TASK ITEM
Could you write out the line containing "Err(error @ SchedulerError::ShutdownTimedOut" and all the lines below it in the data, exactly, through the final one and nothing else?

▬▬▬▬▬▬▬▬▬▬

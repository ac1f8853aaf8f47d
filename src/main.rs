// Copyright (c) 2025 Steve Wagner (ciroque@live.com)
// SPDX-License-Identifier: MIT

use std::env;
use std::process::ExitCode;

use anyhow::Context;
use tracing_subscriber::EnvFilter;
use workload_scheduler::config::{load_and_validate_config, RuntimeBuilder};
use workload_scheduler::errors::SchedulerError;
use workload_scheduler::flows::LocalFlowFactory;
use workload_scheduler::observability::messages::scheduler::SchedulerShutdownFailed;
use workload_scheduler::observability::messages::StructuredLog;

fn print_usage(program: &str) {
    eprintln!("Usage: {} <catalog.yaml|catalog.toml>", program);
    eprintln!("       {} --validate <catalog>", program);
    eprintln!("       {} --list-flows", program);
    eprintln!("Example: {} configs/workload.yaml", program);
    eprintln!("Set RUST_LOG (e.g. RUST_LOG=workload_scheduler=debug) to change verbosity.");
}

fn init_tracing() -> anyhow::Result<()> {
    let filter = EnvFilter::try_from_default_env()
        .or_else(|_| EnvFilter::try_new("info"))
        .context("invalid log filter")?;
    tracing_subscriber::fmt().with_env_filter(filter).init();
    Ok(())
}

#[tokio::main]
async fn main() -> ExitCode {
    let args: Vec<String> = env::args().collect();
    let program = args.first().map(String::as_str).unwrap_or("workload-scheduler");

    if let Err(error) = init_tracing() {
        eprintln!("❌ {:#}", error);
        return ExitCode::FAILURE;
    }

    let result = match args.get(1).map(String::as_str) {
        Some("--list-flows") => {
            for flow in LocalFlowFactory::list_available_flows() {
                println!("{}", flow);
            }
            Ok(())
        }
        Some("--validate") => match args.get(2) {
            Some(path) => validate(path),
            None => {
                print_usage(program);
                return ExitCode::FAILURE;
            }
        },
        Some(path) if !path.starts_with("--") => run(path).await,
        _ => {
            print_usage(program);
            return ExitCode::FAILURE;
        }
    };

    match result {
        Ok(()) => ExitCode::SUCCESS,
        Err(error) => {
            eprintln!("❌ {:#}", error);
            ExitCode::FAILURE
        }
    }
}

/// Load a catalog and resolve every flow without starting anything.
fn validate(path: &str) -> anyhow::Result<()> {
    let config = load_and_validate_config(path)
        .with_context(|| format!("catalog '{}' is invalid", path))?;
    let (registry, settings) = RuntimeBuilder::from_config(&config)
        .with_context(|| format!("catalog '{}' could not be built", path))?;

    println!("✅ {} is valid", path);
    println!(
        "   {} profiles, max concurrency {}",
        registry.len(),
        settings.max_concurrency
    );
    for descriptor in registry.list() {
        println!(
            "   • {} [{}] {}{}",
            descriptor.name(),
            descriptor.flow_selector().unwrap_or("custom"),
            descriptor.schedule_summary(),
            if descriptor.enabled() { "" } else { " (disabled)" }
        );
    }
    Ok(())
}

/// Run the catalog until Ctrl-C or a fatal scheduler error, then print the
/// final status of every profile as JSON.
async fn run(path: &str) -> anyhow::Result<()> {
    let config = load_and_validate_config(path)
        .with_context(|| format!("catalog '{}' is invalid", path))?;
    let scheduler = RuntimeBuilder::build_scheduler(&config)
        .with_context(|| format!("catalog '{}' could not be built", path))?;
    let grace = scheduler.config().shutdown_grace;

    scheduler.spawn()?;

    let fatal = tokio::select! {
        signal = tokio::signal::ctrl_c() => {
            signal.context("failed to listen for Ctrl-C")?;
            None
        }
        joined = scheduler.join() => joined.err(),
    };

    if let Some(error) = fatal {
        // The loop has already exited; drain what is still running before reporting.
        if let Err(shutdown_error) = scheduler.shutdown(grace).await {
            SchedulerShutdownFailed {
                error: &shutdown_error,
            }
            .log();
        }
        return Err(error.into());
    }

    match scheduler.shutdown(grace).await {
        Ok(report) => {
            println!("{}", serde_json::to_string_pretty(&report.statuses)?);
            Ok(())
        }
        Err(error @ SchedulerError::ShutdownTimedOut { .. }) => {
            println!("{}", serde_json::to_string_pretty(&scheduler.statuses()?)?);
            Err(error.into())
        }
        Err(error) => Err(error.into()),
    }
}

▬▬▬▬▬▬▬▬▬▬

RESPONSE TO THIS TASK
        Err(error @ SchedulerError::ShutdownTimedOut { .. }) => {
            println!("{}", serde_json::to_string_pretty(&scheduler.statuses()?)?);
            Err(error.into())
        }
        Err(error) => Err(error.into()),
    }
}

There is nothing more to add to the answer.